Several other characteristics contribute to their success in the regions they have invaded, including their ability to grow rapidly and to produce small seeds with large wings. Their ability to grow quickly with short juvenile periods allows them to outcompete many native species while their small seeds aids in their dispersal. The small seeds with large wings are beneficial for wind dispersal, which is the key to reaching new areas in regions with fynbos vegetation. Vertebrate seed dispersers are not commonly found in mountain fynbos vegetation; therefore those species that require the aid of vertebrate dispersal would be at a disadvantage in such an environment. For this reason, the small seed, low seed wing loading, and high winds found in mountainous regions all combine to provide a favorable situation for the dispersal of P. pinaster seeds. Without this efficient dispersal strategy, P. pinaster would not have been able to reach and invade areas, such as South Africa, that are suitable for its growth. Its dispersal ability is one of the key factors that have allowed P. pinaster to become such a successful invasive species.

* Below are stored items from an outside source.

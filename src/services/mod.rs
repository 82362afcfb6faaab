//! Live open-data services consumed alongside the static artifacts.

pub mod potholes;
pub mod soql;
pub mod analyzers;
pub mod config;
pub mod extract;
pub mod fetch;
pub mod output;
pub mod period;
pub mod pipeline;
pub mod records;
pub mod services;
use super::types::BucketCount;

/// Labels of the response-time histogram, in bucket order.
pub const BUCKET_LABELS: [&str; 9] = [
    "0-5", "5-10", "10-15", "15-20", "20-30", "30-45", "45-60", "60-120", "120+",
];

/// Maps a response time in minutes onto its histogram bucket.
///
/// | Range       | Bucket |
/// |-------------|--------|
/// | [0, 5)      | 0-5    |
/// | [5, 10)     | 5-10   |
/// | [10, 15)    | 10-15  |
/// | [15, 20)    | 15-20  |
/// | [20, 30)    | 20-30  |
/// | [30, 45)    | 30-45  |
/// | [45, 60)    | 45-60  |
/// | [60, 120)   | 60-120 |
/// | [120, 180]  | 120+   |
///
/// Values outside `(0, 180]` are not valid response times and map to `None`.
pub fn bucket_index(minutes: f64) -> Option<usize> {
    match minutes {
        m if !(m > 0.0 && m <= 180.0) => None,
        m if m < 5.0 => Some(0),
        m if m < 10.0 => Some(1),
        m if m < 15.0 => Some(2),
        m if m < 20.0 => Some(3),
        m if m < 30.0 => Some(4),
        m if m < 45.0 => Some(5),
        m if m < 60.0 => Some(6),
        m if m < 120.0 => Some(7),
        _ => Some(8),
    }
}

/// Counts valid response times per bucket. All nine buckets are returned,
/// including empty ones.
pub fn histogram(minutes: impl IntoIterator<Item = f64>) -> Vec<BucketCount> {
    let mut counts = [0u64; BUCKET_LABELS.len()];
    for idx in minutes.into_iter().filter_map(bucket_index) {
        counts[idx] += 1;
    }

    BUCKET_LABELS
        .iter()
        .zip(counts)
        .map(|(label, count)| BucketCount {
            bucket: (*label).to_string(),
            count,
        })
        .collect()
}

#[cfg(test)]
mod tests {
    use super::*;

    fn label(minutes: f64) -> Option<&'static str> {
        bucket_index(minutes).map(|idx| BUCKET_LABELS[idx])
    }

    #[test]
    fn test_bucket_boundaries() {
        assert_eq!(label(0.01), Some("0-5"));
        assert_eq!(label(4.999), Some("0-5"));
        assert_eq!(label(5.0), Some("5-10"));
        assert_eq!(label(9.99), Some("5-10"));
        assert_eq!(label(10.0), Some("10-15"));
        assert_eq!(label(15.0), Some("15-20"));
        assert_eq!(label(20.0), Some("20-30"));
        assert_eq!(label(30.0), Some("30-45"));
        assert_eq!(label(45.0), Some("45-60"));
        assert_eq!(label(60.0), Some("60-120"));
        assert_eq!(label(119.9), Some("60-120"));
        assert_eq!(label(120.0), Some("120+"));
        assert_eq!(label(180.0), Some("120+"));
    }

    #[test]
    fn test_invalid_values_have_no_bucket() {
        assert_eq!(bucket_index(0.0), None);
        assert_eq!(bucket_index(-3.0), None);
        assert_eq!(bucket_index(180.01), None);
        assert_eq!(bucket_index(f64::NAN), None);
    }

    #[test]
    fn test_every_valid_value_lands_in_exactly_one_bucket() {
        let values: Vec<f64> = (1..=1800).map(|tenths| f64::from(tenths) / 10.0).collect();

        let buckets = histogram(values.iter().copied());

        let total: u64 = buckets.iter().map(|b| b.count).sum();
        assert_eq!(total, values.len() as u64);
    }

    #[test]
    fn test_histogram_keeps_empty_buckets_in_order() {
        let buckets = histogram([1.0, 5.0, 7.5, 150.0, 0.0, 200.0]);

        let labels: Vec<&str> = buckets.iter().map(|b| b.bucket.as_str()).collect();
        assert_eq!(labels, BUCKET_LABELS.to_vec());
        let counts: Vec<u64> = buckets.iter().map(|b| b.count).collect();
        assert_eq!(counts, vec![1, 2, 0, 0, 0, 0, 0, 0, 1]);
    }
}
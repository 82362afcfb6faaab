//! Pipeline configuration: where raw files live and where artifacts go.

use anyhow::{Context, Result};
use serde::{Deserialize, Serialize};
use std::path::{Path, PathBuf};

use crate::period::Period;

/// Earliest month kept in any artifact. Annual series keep `year >= FLOOR.year()`.
pub const FLOOR: Period = Period::from_parts(2015, 1);

/// Artifact file names, read by the dashboard at build time.
pub mod artifacts {
    pub const MURDERS: &str = "murders.json";
    pub const CRIMES: &str = "crimes.json";
    pub const ADDRESSES: &str = "addresses.json";
    pub const UNEMPLOYMENT: &str = "unemployment.json";
    pub const HOME_PRICES: &str = "home-prices.json";
    pub const HOUSEHOLD_INCOME: &str = "household-income.json";
    pub const POPULATION: &str = "population.json";
    pub const RESPONSE_TIMES: &str = "response-times.json";
    pub const SNAPSHOT_311: &str = "311-snapshot.json";
}

/// Raw input file names, relative to the project root.
///
/// Can be overridden from a JSON file; missing keys keep their defaults:
/// ```json
/// { "murders": "exports/murders-2025.xlsx" }
/// ```
#[derive(Debug, Clone, PartialEq, Eq, Serialize, Deserialize)]
#[serde(default)]
pub struct SourceFiles {
    pub murders: String,
    pub crimes: String,
    pub addresses: String,
    pub unemployment: String,
    pub home_prices: String,
    pub household_income: String,
    pub population: String,
    pub call_records: String,
    pub daily_response: String,
}

impl Default for SourceFiles {
    fn default() -> Self {
        Self {
            murders: "NOLA Murders by Month.xlsx".to_string(),
            crimes: "NOLA Crimes by Month.xlsx".to_string(),
            addresses: "TheDataCenter_ActiveResidentialAddresses.xlsx".to_string(),
            unemployment: "unemployment rate.csv".to_string(),
            home_prices: "home_prices.csv".to_string(),
            household_income: "median_household_income.csv".to_string(),
            population: "population.csv".to_string(),
            call_records: "Call_For_Service_Response_Time.parquet".to_string(),
            daily_response: "response_times_daily.csv".to_string(),
        }
    }
}

impl SourceFiles {
    /// Loads overrides from a JSON file at `path`.
    pub fn load(path: &Path) -> Result<Self> {
        let content = std::fs::read_to_string(path)
            .with_context(|| format!("failed to read source table {}", path.display()))?;
        let sources = serde_json::from_str(&content)
            .with_context(|| format!("invalid source table {}", path.display()))?;
        Ok(sources)
    }
}

#[derive(Debug, Clone)]
pub struct PipelineConfig {
    pub root_dir: PathBuf,
    pub data_dir: PathBuf,
    pub sources: SourceFiles,
}

impl PipelineConfig {
    pub fn new(root_dir: impl Into<PathBuf>, data_dir: impl Into<PathBuf>) -> Self {
        Self {
            root_dir: root_dir.into(),
            data_dir: data_dir.into(),
            sources: SourceFiles::default(),
        }
    }

    pub fn with_sources(mut self, sources: SourceFiles) -> Self {
        self.sources = sources;
        self
    }

    pub fn source_path(&self, file_name: &str) -> PathBuf {
        self.root_dir.join(file_name)
    }

    /// A relative data directory is resolved against the root.
    pub fn artifact_path(&self, artifact: &str) -> PathBuf {
        self.root_dir.join(&self.data_dir).join(artifact)
    }
}
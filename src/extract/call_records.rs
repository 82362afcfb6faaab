//! Reader for the calls-for-service parquet export.
//!
//! Every column is cast to text before parsing: depending on the export,
//! timestamps arrive as `MM/DD/YYYY hh:mm:ss AM` strings or as native
//! timestamps, and `District` as an integer, a float, or a string.

use anyhow::{Context, Result};
use arrow::array::{Array as _, StringArray};
use arrow::compute::cast;
use arrow::datatypes::DataType;
use arrow::record_batch::RecordBatch;
use chrono::NaiveDateTime;
use parquet::arrow::ProjectionMask;
use parquet::arrow::arrow_reader::ParquetRecordBatchReaderBuilder;
use std::fs::File;
use std::path::Path;
use tracing::debug;

use crate::period::parse_timestamp;

pub const TIME_CREATE: &str = "TimeCreate";
pub const TIME_DISPATCH: &str = "TimeDispatch";
pub const TIME_ARRIVE: &str = "TimeArrive";
pub const PRIORITY: &str = "Priority";
pub const DISTRICT: &str = "District";
pub const TYPE_TEXT: &str = "TypeText";

const REQUIRED: &[&str] = &[TIME_CREATE, TIME_DISPATCH, TIME_ARRIVE];
const OPTIONAL: &[&str] = &[PRIORITY, DISTRICT, TYPE_TEXT];

/// One call for service, with every field parsed or absent.
#[derive(Debug, Clone, Default, PartialEq)]
pub struct CallRecord {
    pub created: Option<NaiveDateTime>,
    pub dispatched: Option<NaiveDateTime>,
    pub arrived: Option<NaiveDateTime>,
    pub priority: Option<String>,
    pub district: Option<i64>,
    pub type_text: Option<String>,
}

/// Reads every call record from a parquet file.
///
/// # Errors
///
/// Returns an error if the file cannot be opened or decoded, or if one of
/// the timestamp columns is missing.
pub fn read_call_records(path: &Path) -> Result<Vec<CallRecord>> {
    let file = File::open(path).with_context(|| format!("failed to open {}", path.display()))?;
    let builder = ParquetRecordBatchReaderBuilder::try_new(file)
        .with_context(|| format!("failed to read parquet metadata from {}", path.display()))?;

    let schema = builder.schema().clone();
    for column in REQUIRED {
        if schema.field_with_name(column).is_err() {
            anyhow::bail!("required column '{column}' missing from {}", path.display());
        }
    }
    let wanted: Vec<usize> = REQUIRED
        .iter()
        .chain(OPTIONAL)
        .filter_map(|name| schema.index_of(name).ok())
        .collect();
    let mask = ProjectionMask::roots(builder.parquet_schema(), wanted);

    let reader = builder
        .with_projection(mask)
        .build()
        .context("failed to build parquet reader")?;

    let mut records = Vec::new();
    for batch in reader {
        let batch = batch.context("failed to read parquet batch")?;
        records.extend(records_from_batch(&batch)?);
    }

    debug!(records = records.len(), path = %path.display(), "Call records loaded");
    Ok(records)
}

/// Decodes one record batch. Missing optional columns yield `None` fields.
///
/// # Errors
///
/// Returns an error if a present column cannot be cast to text.
pub fn records_from_batch(batch: &RecordBatch) -> Result<Vec<CallRecord>> {
    let created = text_column(batch, TIME_CREATE)?;
    let dispatched = text_column(batch, TIME_DISPATCH)?;
    let arrived = text_column(batch, TIME_ARRIVE)?;
    let priority = text_column(batch, PRIORITY)?;
    let district = text_column(batch, DISTRICT)?;
    let type_text = text_column(batch, TYPE_TEXT)?;

    Ok((0..batch.num_rows())
        .map(|row| CallRecord {
            created: value_at(&created, row).and_then(parse_timestamp),
            dispatched: value_at(&dispatched, row).and_then(parse_timestamp),
            arrived: value_at(&arrived, row).and_then(parse_timestamp),
            priority: value_at(&priority, row).and_then(non_empty),
            district: value_at(&district, row).and_then(parse_district),
            type_text: value_at(&type_text, row).and_then(non_empty),
        })
        .collect())
}

fn text_column(batch: &RecordBatch, name: &str) -> Result<Option<StringArray>> {
    let Ok(idx) = batch.schema().index_of(name) else {
        return Ok(None);
    };
    let as_text = cast(batch.column(idx).as_ref(), &DataType::Utf8)
        .with_context(|| format!("column '{name}' cannot be read as text"))?;
    let strings = as_text
        .as_any()
        .downcast_ref::<StringArray>()
        .cloned()
        .with_context(|| format!("column '{name}' did not cast to a string array"))?;
    Ok(Some(strings))
}

fn value_at(column: &Option<StringArray>, row: usize) -> Option<&str> {
    column
        .as_ref()
        .filter(|array| array.is_valid(row))
        .map(|array| array.value(row))
}

fn non_empty(raw: &str) -> Option<String> {
    let s = raw.trim();
    (!s.is_empty() && s != "None").then(|| s.to_string())
}

fn parse_district(raw: &str) -> Option<i64> {
    let value: f64 = raw.trim().parse().ok()?;
    (value.is_finite() && value.fract() == 0.0).then_some(value as i64)
}

#[cfg(test)]
mod tests {
    use super::*;
    use arrow::array::{ArrayRef, Int64Array};
    use arrow::datatypes::{Field, Schema};
    use parquet::arrow::ArrowWriter;
    use std::sync::Arc;

    fn batch(district: ArrayRef) -> RecordBatch {
        let schema = Arc::new(Schema::new(vec![
            Field::new(TIME_CREATE, DataType::Utf8, true),
            Field::new(TIME_DISPATCH, DataType::Utf8, true),
            Field::new(TIME_ARRIVE, DataType::Utf8, true),
            Field::new(PRIORITY, DataType::Utf8, true),
            Field::new(DISTRICT, district.data_type().clone(), true),
        ]));
        RecordBatch::try_new(
            schema,
            vec![
                Arc::new(StringArray::from(vec![
                    Some("01/05/2020 10:00:00 PM"),
                    Some("None"),
                ])),
                Arc::new(StringArray::from(vec![Some("01/05/2020 10:02:00 PM"), None])),
                Arc::new(StringArray::from(vec![Some("01/05/2020 10:12:30 PM"), None])),
                Arc::new(StringArray::from(vec![Some(" 2A "), Some("")])),
                district,
            ],
        )
        .unwrap()
    }

    #[test]
    fn test_records_from_batch_parses_fields() {
        let records =
            records_from_batch(&batch(Arc::new(Int64Array::from(vec![Some(3), None])))).unwrap();

        assert_eq!(records.len(), 2);
        let first = &records[0];
        assert_eq!(first.created.unwrap().to_string(), "2020-01-05 22:00:00");
        assert_eq!(first.arrived.unwrap().to_string(), "2020-01-05 22:12:30");
        assert_eq!(first.priority.as_deref(), Some("2A"));
        assert_eq!(first.district, Some(3));
        assert_eq!(first.type_text, None);

        assert_eq!(records[1], CallRecord::default());
    }

    #[test]
    fn test_string_district_column() {
        let records = records_from_batch(&batch(Arc::new(StringArray::from(vec![
            Some("7.0"),
            Some("x"),
        ]))))
        .unwrap();

        assert_eq!(records[0].district, Some(7));
        assert_eq!(records[1].district, None);
    }

    #[test]
    fn test_read_call_records_round_trips_through_parquet() {
        let dir = tempfile::tempdir().unwrap();
        let path = dir.path().join("calls.parquet");
        let data = batch(Arc::new(Int64Array::from(vec![Some(1), Some(2)])));

        let file = File::create(&path).unwrap();
        let mut writer = ArrowWriter::try_new(file, data.schema(), None).unwrap();
        writer.write(&data).unwrap();
        writer.close().unwrap();

        let records = read_call_records(&path).unwrap();

        assert_eq!(records.len(), 2);
        assert_eq!(records[0].district, Some(1));
    }

    #[test]
    fn test_missing_timestamp_column_is_an_error() {
        let dir = tempfile::tempdir().unwrap();
        let path = dir.path().join("calls.parquet");
        let schema = Arc::new(Schema::new(vec![Field::new(PRIORITY, DataType::Utf8, true)]));
        let data = RecordBatch::try_new(
            schema.clone(),
            vec![Arc::new(StringArray::from(vec![Some("1A")]))],
        )
        .unwrap();

        let file = File::create(&path).unwrap();
        let mut writer = ArrowWriter::try_new(file, schema, None).unwrap();
        writer.write(&data).unwrap();
        writer.close().unwrap();

        assert!(read_call_records(&path).is_err());
    }

    #[test]
    fn test_garbage_file_is_an_error() {
        let dir = tempfile::tempdir().unwrap();
        let path = dir.path().join("calls.parquet");
        std::fs::write(&path, b"not parquet").unwrap();

        assert!(read_call_records(&path).is_err());
    }
}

In addition to being an efficient disperser, P. pinaster is known to produce oleoresins, such as oily terpenes or fatty acids, which can inhibit other species within the community from growing. These resins are produced as a defense mechanism against insect predators, such as the large pine weevil. According to an experiment done in Spain, the resin canal density was twice as high in the P. pinaster seedlings attacked by the weevils compared to the unattacked seedlings. Since P. pinaster has the ability to regulate their production of defense mechanisms, it can protect itself from predatory in an energy-efficient manner. The resins make the P. pinaster less vulnerable to damage from insects, but they are only produced in high concentrations when P. pinaster is under attack. In other words, P. pinaster does not waste energy producing resins in safe conditions, so the conserved energy can be used for growth or reproduction. These characteristics enhance the ability of P. pinaster survive and flourish in the areas it invades. Both the traits of P. pinaster and the habitat in South Africa are conducive to the success of P. pinaster in this region of the world.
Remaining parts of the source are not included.